BEGIN Data supplied
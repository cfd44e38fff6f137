//! Runway procedures: takeoff roll, final approach, touchdown and landing rollout.

use bevy::app::{self, App, Plugin};
use bevy::ecs::entity::Entity;
use bevy::ecs::query::QueryData;
use bevy::ecs::schedule::IntoScheduleConfigs;
use bevy::ecs::system::{Query, Res, ResMut};
use bevy::time::{self, Time};
use bevy_mod_config::ReadConfig;
use math::{
    Angle, AngularSpeed, Length, Position, Speed, TurnDirection, pressure_altitude, track_offset,
};
use rand::Rng;

use super::agent::{
    Agent, AltitudeTarget, Flags, FlightParams, HeadingTarget, Instructions, Maneuver,
    SpeedTarget, Targets, WildRoll,
};
use super::aircraft_type::Performance;
use super::airfield::Airfield;
use super::comm::{Class, Radio};
use super::env::Environment;
use super::ground::GroundNetwork;
use super::instr::{AltitudeSpec, Instruction, Kind};
use super::status::{Excursion, Status};
use super::{SimRng, SystemSets, pilot, taxi};
use crate::try_log;

pub struct Plug;

impl Plugin for Plug {
    fn build(&self, app: &mut App) {
        app.add_systems(
            app::Update,
            (takeoff_system, final_system, rollout_system)
                .chain()
                .in_set(SystemSets::Procedure)
                .after(taxi::taxi_system),
        );
    }
}

/// Distance from the threshold within which the agent touches down.
const TOUCHDOWN_ZONE: Length<f32> = Length::from_nm(0.3);
/// Maximum height above the threshold for touchdown.
const MAX_TOUCHDOWN_HEIGHT: Length<f32> = Length::from_feet(150.);
/// Maximum excess over the landing speed for touchdown.
const MAX_TOUCHDOWN_EXCESS_SPEED: Speed<f32> = Speed::from_knots(20.);
/// Maximum heading deviation from the runway for touchdown.
const MAX_TOUCHDOWN_HEADING: Angle = Angle::from_degrees(10.);
/// Maximum lateral offset from the centerline for touchdown.
const MAX_TOUCHDOWN_CROSS_TRACK: Length<f32> = Length::from_nm(0.05);
/// Height above the threshold below which a landing clearance is required.
const DECISION_HEIGHT: Length<f32> = Length::from_feet(500.);
/// Distance from the threshold where the agent slows to the landing speed.
const SHORT_FINAL: Length<f32> = Length::from_nm(4.);
const APPROACH_SPEED: Speed<f32> = Speed::from_knots(180.);

const SKID_RATE: AngularSpeed = AngularSpeed::from_degrees_per_sec(4.);
/// Turn from the runway heading when rolling off a runway without a ground network.
const WILD_TURN: Angle = Angle::from_degrees(60.);
const WILD_ROLL_DISTANCE: Length<f32> = Length::from_nm(0.05);

/// Instructions that no longer apply after touchdown.
const FLIGHT_KINDS: &[Kind] = &[
    Kind::HeadingVector,
    Kind::AltitudeVector,
    Kind::SpeedVector,
    Kind::DirectTo,
    Kind::FollowRoute,
    Kind::Hold,
    Kind::InterceptNavaid,
    Kind::InterceptLocalizer,
    Kind::ExpectRunway,
];

/// The default climb after takeoff or a missed approach.
fn default_climb(airfield: Option<&Airfield>, conf: &pilot::ConfRead) -> Instruction {
    let elevation = airfield.map_or(Position::SEA_LEVEL, |airfield| airfield.elevation);
    Instruction::AltitudeVector(AltitudeSpec::Feet((elevation + conf.initial_climb).feet().round()))
}

#[derive(QueryData)]
#[query_data(mutable)]
struct ProcedureQueryData {
    entity:       Entity,
    agent:        &'static Agent,
    params:       &'static mut FlightParams,
    flags:        &'static mut Flags,
    instructions: &'static mut Instructions,
    maneuver:     &'static mut Maneuver,
    targets:      &'static mut Targets,
    performance:  &'static Performance,
}

fn takeoff_system(
    time: Res<Time<time::Virtual>>,
    conf: ReadConfig<pilot::Conf>,
    airfield: Option<Res<Airfield>>,
    mut radio: Radio,
    mut query: Query<ProcedureQueryData>,
) {
    if time.is_paused() {
        return;
    }
    let conf = conf.read();
    let airfield = airfield.as_deref();

    for mut data in &mut query {
        let callsign = &data.agent.callsign;
        let params = &mut *data.params;

        if let Status::LinedUp(rwy) = &params.status
            && data.instructions.has(Kind::ClearedTakeoff)
            && !data.instructions.has(Kind::HoldPosition)
        {
            bevy::log::info!("{callsign} starts the takeoff roll on runway {rwy}");
            params.status = Status::TakeoffRoll(rwy.clone());
        }

        let Status::TakeoffRoll(rwy) = &params.status else { continue };
        let (runway, _) = try_log!(
            airfield.and_then(|airfield| airfield.runway(rwy)),
            expect "runway {rwy} of a takeoff roll must exist" or continue
        );

        data.targets.heading = Some(HeadingTarget::normal(runway.heading));
        data.targets.speed = Some(SpeedTarget { ias: data.performance.takeoff_ias, fast: false });

        if params.ias >= data.performance.takeoff_ias {
            params.status = Status::Airborne;
            if !data.instructions.has(Kind::AltitudeVector) {
                data.instructions.push_internal(default_climb(airfield, &conf));
            }
            radio.send(data.entity, callsign, "airborne", Class::VerboseInfo);
        }
    }
}

/// Aborts the landing and climbs away.
fn go_around(
    params: &mut FlightParams,
    flags: &mut Flags,
    instructions: &mut Instructions,
    default_climb: Instruction,
    radio: &mut Radio,
    (entity, callsign): (Entity, &str),
    reason: &str,
) {
    params.status = Status::Airborne;
    instructions.remove_kinds(&[Kind::ClearedApproach, Kind::ClearedToLand, Kind::InterceptLocalizer]);
    if !instructions.has(Kind::AltitudeVector) {
        instructions.push_internal(default_climb);
    }
    flags.going_around = true;
    radio.send(entity, callsign, format!("going around, {reason}"), Class::AnomalyInfo);
}

fn final_system(
    time: Res<Time<time::Virtual>>,
    conf: ReadConfig<pilot::Conf>,
    environment: Res<Environment>,
    airfield: Option<Res<Airfield>>,
    mut radio: Radio,
    mut query: Query<ProcedureQueryData>,
) {
    if time.is_paused() {
        return;
    }
    let conf = conf.read();
    let airfield = airfield.as_deref();
    let qnh = environment.qnh();

    for mut data in &mut query {
        let callsign = &data.agent.callsign;
        let params = &mut *data.params;

        let Status::Landing(rwy) = &params.status else { continue };
        let rwy = rwy.clone();
        let (runway, _) = try_log!(
            airfield.and_then(|airfield| airfield.runway(&rwy)),
            expect "runway {rwy} of a final approach must exist" or continue
        );

        let offset = track_offset(
            math::Position::ORIGIN,
            runway.heading,
            params.position.to_local(runway.threshold),
        );
        let distance = params.position.distance(runway.threshold);
        let height = params.amsl(qnh).height_above(runway.elevation);

        let guidance =
            pilot::course_guidance(params.position, params.heading, runway.threshold, runway.heading);
        let glide = pressure_altitude(runway.elevation + distance * runway.fpa.tan(), qnh);

        data.targets.ignore_wind = true;
        data.targets.heading = Some(HeadingTarget::fast(guidance.steer));
        data.targets.altitude =
            Some(AltitudeTarget { altitude: params.altitude.min(glide), fast: true });
        let speed = if distance > SHORT_FINAL {
            data.performance.cruise_ias.min(APPROACH_SPEED)
        } else {
            data.performance.landing_ias
        };
        data.targets.speed = Some(SpeedTarget { ias: speed, fast: false });

        let failure = if !data.instructions.has(Kind::ClearedToLand) && height < DECISION_HEIGHT {
            Some("not cleared to land")
        } else if distance <= TOUCHDOWN_ZONE || !offset.along.is_negative() {
            if height > MAX_TOUCHDOWN_HEIGHT {
                Some("too high")
            } else if params.ias > data.performance.landing_ias + MAX_TOUCHDOWN_EXCESS_SPEED {
                Some("too fast")
            } else if !params.heading.is_within(runway.heading, MAX_TOUCHDOWN_HEADING)
                || offset.cross.abs() > MAX_TOUCHDOWN_CROSS_TRACK
            {
                Some("not lined up")
            } else {
                bevy::log::info!("{callsign} touched down on runway {rwy}");
                params.status = Status::LandingRoll(Some(rwy.clone()));
                params.altitude = pressure_altitude(runway.elevation, qnh);
                if data.flags.skid_off_runway {
                    params.excursion = Excursion::Skidding;
                }
                data.instructions.remove_kinds(FLIGHT_KINDS);
                data.targets.ignore_wind = false;
                data.targets.altitude = None;
                None
            }
        } else {
            None
        };

        if let Some(reason) = failure {
            go_around(
                params,
                &mut data.flags,
                &mut data.instructions,
                default_climb(airfield, &conf),
                &mut radio,
                (data.entity, callsign),
                reason,
            );
            data.targets.ignore_wind = false;
        }
    }
}

fn rollout_system(
    time: Res<Time<time::Virtual>>,
    conf: ReadConfig<pilot::Conf>,
    airfield: Option<Res<Airfield>>,
    ground: Option<Res<GroundNetwork>>,
    mut rng: ResMut<SimRng>,
    mut radio: Radio,
    mut query: Query<ProcedureQueryData>,
) {
    if time.is_paused() {
        return;
    }
    let conf = conf.read();
    let dt = time.delta();
    let airfield = airfield.as_deref();
    let ground = ground.as_deref();

    for mut data in &mut query {
        let callsign = &data.agent.callsign;
        let params = &mut *data.params;

        let Status::LandingRoll(rwy) = &params.status else { continue };
        if data.instructions.has(Kind::Taxi) {
            continue;
        }
        let rwy = rwy.clone();

        match params.excursion {
            Excursion::Skidding => {
                data.targets.heading = Some(HeadingTarget {
                    heading: params.heading + SKID_RATE * dt,
                    turn:    Some(TurnDirection::Clockwise),
                    fast:    true,
                });
                data.targets.speed = Some(SpeedTarget { ias: Speed::ZERO, fast: false });
                if !params.ias.is_positive() {
                    params.excursion = Excursion::Stopped;
                    radio.send(
                        data.entity,
                        callsign,
                        "skidded off the runway, we are stopped",
                        Class::Urgent,
                    );
                }
                continue;
            }
            Excursion::Stopped => {
                data.targets.speed = Some(SpeedTarget { ias: Speed::ZERO, fast: false });
                continue;
            }
            Excursion::None => {}
        }

        if let Some(wild) = &mut data.maneuver.wild_roll {
            data.targets.heading = Some(HeadingTarget::normal(wild.heading));
            data.targets.speed = Some(SpeedTarget { ias: conf.roll_speed, fast: false });
            wild.remaining -= params.ias * dt;
            if !wild.remaining.is_positive() {
                bevy::log::info!("{callsign} rolled off the runway");
                data.maneuver.wild_roll = None;
                data.targets.speed = Some(SpeedTarget { ias: Speed::ZERO, fast: false });
                params.status = Status::Taxiing;
            }
            continue;
        }

        let Some(rwy) = rwy else {
            bevy::log::warn!("{callsign} is rolling on no runway without a maneuver");
            params.status = Status::Taxiing;
            continue;
        };
        let (runway, spec) = try_log!(
            airfield.and_then(|airfield| airfield.runway(&rwy)),
            expect "runway {rwy} of a landing roll must exist" or continue
        );

        data.targets.heading = Some(HeadingTarget::normal(runway.heading));
        data.targets.speed = Some(SpeedTarget { ias: conf.roll_speed, fast: false });

        if data.flags.backtrack_requested || data.flags.unable_to_vacate {
            data.targets.speed = Some(SpeedTarget { ias: Speed::ZERO, fast: false });
            continue;
        }
        if params.ias > conf.roll_speed {
            continue;
        }

        let Some(ground) = ground else {
            bevy::log::debug!("{callsign} turns off runway {rwy} without a ground network");
            params.status = Status::LandingRoll(None);
            data.maneuver.wild_roll = Some(WildRoll {
                heading:   runway.heading + WILD_TURN,
                remaining: WILD_ROLL_DISTANCE,
            });
            continue;
        };

        let rolled = track_offset(
            math::Position::ORIGIN,
            runway.heading,
            params.position.to_local(runway.threshold),
        )
        .along;
        let turn_offs = ground.runway_turn_offs(runway, &spec, conf.max_turn_off_angle, rolled);

        let forward: Vec<_> = turn_offs.forward().collect();
        let chosen = forward.iter().enumerate().find_map(|(index, &turn_off)| {
            let last = index + 1 == forward.len();
            (last || rng.0.random_bool(f64::from(conf.turn_off_probability))).then_some(turn_off)
        });

        if let Some(turn_off) = chosen {
            bevy::log::info!(
                "{callsign} vacates runway {rwy} at {} via {}",
                turn_off.runway_node,
                turn_off.exit_node
            );
            data.instructions.push_internal(Instruction::Taxi {
                route:   vec![turn_off.runway_node, turn_off.exit_node],
                parking: None,
            });
        } else if !turn_offs.backtrack.is_empty() {
            data.flags.backtrack_requested = true;
            data.targets.speed = Some(SpeedTarget { ias: Speed::ZERO, fast: false });
            radio.send(
                data.entity,
                callsign,
                format!("request backtrack runway {rwy} to vacate"),
                Class::NeedAck,
            );
        } else {
            data.flags.unable_to_vacate = true;
            data.targets.speed = Some(SpeedTarget { ias: Speed::ZERO, fast: false });
            radio.send(
                data.entity,
                callsign,
                format!("unable to vacate runway {rwy}"),
                Class::Urgent,
            );
        }
    }
}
END Data supplied
● Work to be completed
Above are the records. Copy every line in them holding "HeadingTarget".

● Written reply
    Agent, AltitudeTarget, Flags, FlightParams, HeadingTarget, Instructions, Maneuver,
        data.targets.heading = Some(HeadingTarget::normal(runway.heading));
        data.targets.heading = Some(HeadingTarget::fast(guidance.steer));
                data.targets.heading = Some(HeadingTarget {
            data.targets.heading = Some(HeadingTarget::normal(wild.heading));
        data.targets.heading = Some(HeadingTarget::normal(runway.heading));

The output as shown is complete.